By Dave Sorter
The Nov. 28, 2012 birth of Ari Olukhov was certainly a joyous moment for his parents, Shira and Dimitri Olukhov of Dallas. And it was almost as joyous for those connected with a Dallas Jewish Community Foundation fund designed to help infertile couples.
Ari’s birth was the first success story to blossom from Priya: A New Fund for Jewish Reproduction of the Dallas Jewish Community Foundation. The fund has given $23,500 to five couples since its inception in 2009, including the Olukhovs and one couple whose conception efforts are in progress.
“In the Jewish nation, births are under the replacement level,” said Marna Edenson, the foundation’s senior director of programs and scholarships. “It is the lowest of any socioeconomic group in the nation.”
Priya was the brainchild of Annie Glickman and her husband, Rabbi David Glickman, former associate rabbi at Congregation Shearith Israel in Dallas and now senior rabbi at Congregation Beth Shalom in Overland Park, Kan.
“My husband and I experienced some secondary infertility issues,” said Annie Glickman, who is still actively involved with Priya. “When our son was born, it was a very painful process. I thought if I ever was able to have another child, I would want to give back.”

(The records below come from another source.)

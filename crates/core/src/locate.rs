//! Primary-content location.
//!
//! Finds the single element most likely to be "the article" in a parsed
//! document. Candidates come from a fixed list of semantic selectors plus
//! any block container with enough readable text; each candidate is scored
//! on text length, semantic tags, class/id keywords, paragraph density,
//! and link density. The highest score wins, first in document order on
//! ties, and a page where nothing scores positive is a hard
//! [`ClaritasError::NoContent`] failure — a simplify request must not
//! proceed without a region.
//!
//! Location is a pure read: nothing in the document is touched.

use std::collections::HashSet;

use crate::parse::{Document, Element};
use crate::{ClaritasError, Result};

/// Selectors that commonly mark the main content region across CMSes.
const CONTENT_SELECTORS: &[&str] = &[
    "main",
    "article",
    "[role=\"main\"]",
    ".content",
    ".main-content",
    ".post-content",
    ".entry-content",
    "#content",
    "#main",
    ".mw-parser-output",
    ".markdown-body",
    ".post",
    ".article-body",
    ".story-body",
    ".entry",
    ".page-content",
    ".single-content",
];

/// Class/id fragments that suggest a content container.
const POSITIVE_KEYWORDS: &[&str] = &["content", "main", "article", "post", "entry", "body", "text"];

/// Class/id fragments that suggest navigation, chrome, or ads.
const NEGATIVE_KEYWORDS: &[&str] = &["nav", "sidebar", "menu", "header", "footer", "ad", "comment"];

/// Configuration for content location.
#[derive(Debug, Clone)]
pub struct LocateConfig {
    /// Candidates at or below this many readable characters are rejected.
    pub min_text_len: usize,
    /// Bonus for semantic tags (main/article) and `role="main"`.
    pub semantic_bonus: f64,
    /// Bonus per positive keyword hit in class or id.
    pub keyword_bonus: f64,
    /// Penalty per negative keyword hit in class or id.
    pub negative_penalty: f64,
    /// Link-density threshold above which the penalty kicks in.
    pub link_density_limit: f64,
}

impl Default for LocateConfig {
    fn default() -> Self {
        Self {
            min_text_len: 200,
            semantic_bonus: 15.0,
            keyword_bonus: 5.0,
            negative_penalty: 10.0,
            link_density_limit: 5.0,
        }
    }
}

/// A located content region with its winning score.
#[derive(Debug, Clone)]
pub struct Located<'a> {
    pub element: Element<'a>,
    pub score: f64,
}

/// Scores one candidate element. Floor is 0; candidates with too little
/// readable text score 0 outright.
pub fn score_candidate(element: &Element<'_>, config: &LocateConfig) -> f64 {
    let text = element.visible_text();
    let text_len = text.chars().count();

    let mut score = if text_len > 1000 {
        10.0
    } else if text_len > 500 {
        5.0
    } else if text_len > config.min_text_len {
        2.0
    } else {
        return 0.0;
    };

    let tag = element.tag_name();
    if tag == "main" || tag == "article" {
        score += config.semantic_bonus;
    }
    if element.attr("role") == Some("main") {
        score += config.semantic_bonus;
    }

    let class = element.class_attr();
    let id = element.id_attr();
    for keyword in POSITIVE_KEYWORDS {
        if class.contains(keyword) {
            score += config.keyword_bonus;
        }
        if id.contains(keyword) {
            score += config.keyword_bonus;
        }
    }
    for keyword in NEGATIVE_KEYWORDS {
        if class.contains(keyword) || id.contains(keyword) {
            score -= config.negative_penalty;
        }
    }

    let paragraphs = element.count("p");
    if paragraphs > 3 {
        score += paragraphs as f64;
    }

    let links = element.count("a");
    let link_density = links as f64 / (text_len as f64 / 100.0).max(1.0);
    if link_density > config.link_density_limit {
        score -= link_density * 2.0;
    }

    score.max(0.0)
}

/// Locates the primary content region of a document.
///
/// # Errors
///
/// Returns [`ClaritasError::NoContent`] when no candidate scores above zero.
///
/// # Example
///
/// ```rust
/// use claritas_core::locate::{LocateConfig, locate_content};
/// use claritas_core::parse::Document;
///
/// let body = "Readable prose. ".repeat(40);
/// let html = format!("<html><body><article><p>{}</p></article></body></html>", body);
/// let doc = Document::parse(&html).unwrap();
///
/// let located = locate_content(&doc, &LocateConfig::default()).unwrap();
/// assert_eq!(located.element.tag_name(), "article");
/// ```
pub fn locate_content<'a>(doc: &'a Document, config: &LocateConfig) -> Result<Located<'a>> {
    let mut candidate_ids = HashSet::new();

    for selector in CONTENT_SELECTORS {
        for element in doc.select(selector)? {
            candidate_ids.insert(element.node_id());
        }
    }

    for element in doc.select("div, section, article")? {
        if element.visible_text_len() > config.min_text_len {
            candidate_ids.insert(element.node_id());
        }
    }

    // Walk in document order so equal scores resolve to the earliest node.
    let mut best: Option<Located<'a>> = None;
    for element in doc.elements() {
        if !candidate_ids.contains(&element.node_id()) {
            continue;
        }
        let score = score_candidate(&element, config);
        if score <= 0.0 {
            continue;
        }
        let better = match &best {
            Some(current) => score > current.score,
            None => true,
        };
        if better {
            best = Some(Located { element, score });
        }
    }

    best.ok_or(ClaritasError::NoContent)
}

So when the Glickmans’ daughter, Dani, was born in February 2009, it was time to get things started.
“I encouraged people to make donations to the fund instead of giving us baby gifts,” Annie said. “We were able to get seed money.” Since then, several couples have done the same thing for wedding anniversaries and the birth of children. At least one bar mitzvah boy has asked for donations to the fund instead of gifts.
The Rabbinic Association of Greater Dallas played a big role in forming the fund, which emphasizes the commitment to help folks from all streams of Judaism, Edenson said.
“Families must identify as Jewish and live in the Dallas area,” she said. “They must be affiliated with a congregation of any denomination. The Glickmans knew it had to include all streams. The applicants must also have a plan for Jewish education.”
Added Annie Glickman: “Since one of our goals is Jewish unity, one thing in the Jewish community we can all agree on is we want to have more Jews.”
And there is one more Jew in the world thanks to Priya.
Shira and Dimitri Olukhov were married in November 2007 and moved to the Dallas area from New York in April 2009. They had been trying to have a baby for several years with no luck, Dimitri said, and sought advice.
They attend Congregation Ohr HaTorah, and Rabbi Aryeh Feigenbaum and others suggested they apply for a Priya grant.
“Rabbis all play a part in the applications because they’re working with the couples,” DJCF executive director Meyer Bodoff said. “The committee reviews the applications, and if it can make an award, it will. It’s all anonymous,” including the people on the committee.
The Olukhovs got a grant.
“We did IVF (in-vitro fertilization),” Dimitri said. “Before IVF, we tried other treatments. We had some specialists, some of the best specialists here. They suggested the IVF procedure, but they said it was so expensive. The rabbis said we could get a little help from Priya.”
One cycle of IVF costs more than $10,000 and can go much higher, depending on the type of treatment. Many couples have to make several attempts before getting pregnant or giving up.
Luckily for the Olukhovs (and Priya), Shira got pregnant on the first try. Nine months later, a bouncing baby Ari came into the world.
“It was an amazing day,” Dimitri said. “It’s hard to describe. There were so many emotions.”
Annie Glickman shared in those emotions, overjoyed that the fund she helped to create had a successful pregnancy.
“When I found out the couple was pregnant, my eyes were filled with tears,” she said. “When you find out someone is pregnant, you think b’sha’ah tovah,” a blessing that wishes for a successful pregnancy. “I’m so excited for them. This is the ultimate reward. I feel likes we helped someone achieve their goals.”
Dimitri Olukhov is, obviously a big fan of Priya.
“I think it’s good from two perspectives,” he said. “First, it’s a helpful organization looking to help people who need its services. Second, it’s a great way to help, to give back.”
And, he is trying to pay it forward.
“I was having lunch with somebody, and they’ve been trying to get pregnant,” Dimitri said. “So I suggested they think about Priya.”
This kind of fund is unique, both Glickman and Edenson said.
“I think this might be the only fund of its kind in the United States,” Glickman added. “I’d like to see more success stories. I look forward to continue working with Priya. I’d like to start something similar with the foundation here in Kansas City. I think every Jewish foundation should have a fund.”
Other couples helped by Priya will certainly conceive and give birth in the future. But for now, the first success story is a happy, healthy 4½-month-old.
“He’s certainly keeping Shira awake,” the father said. “Ari is healthy, thank God. I can’t complain.”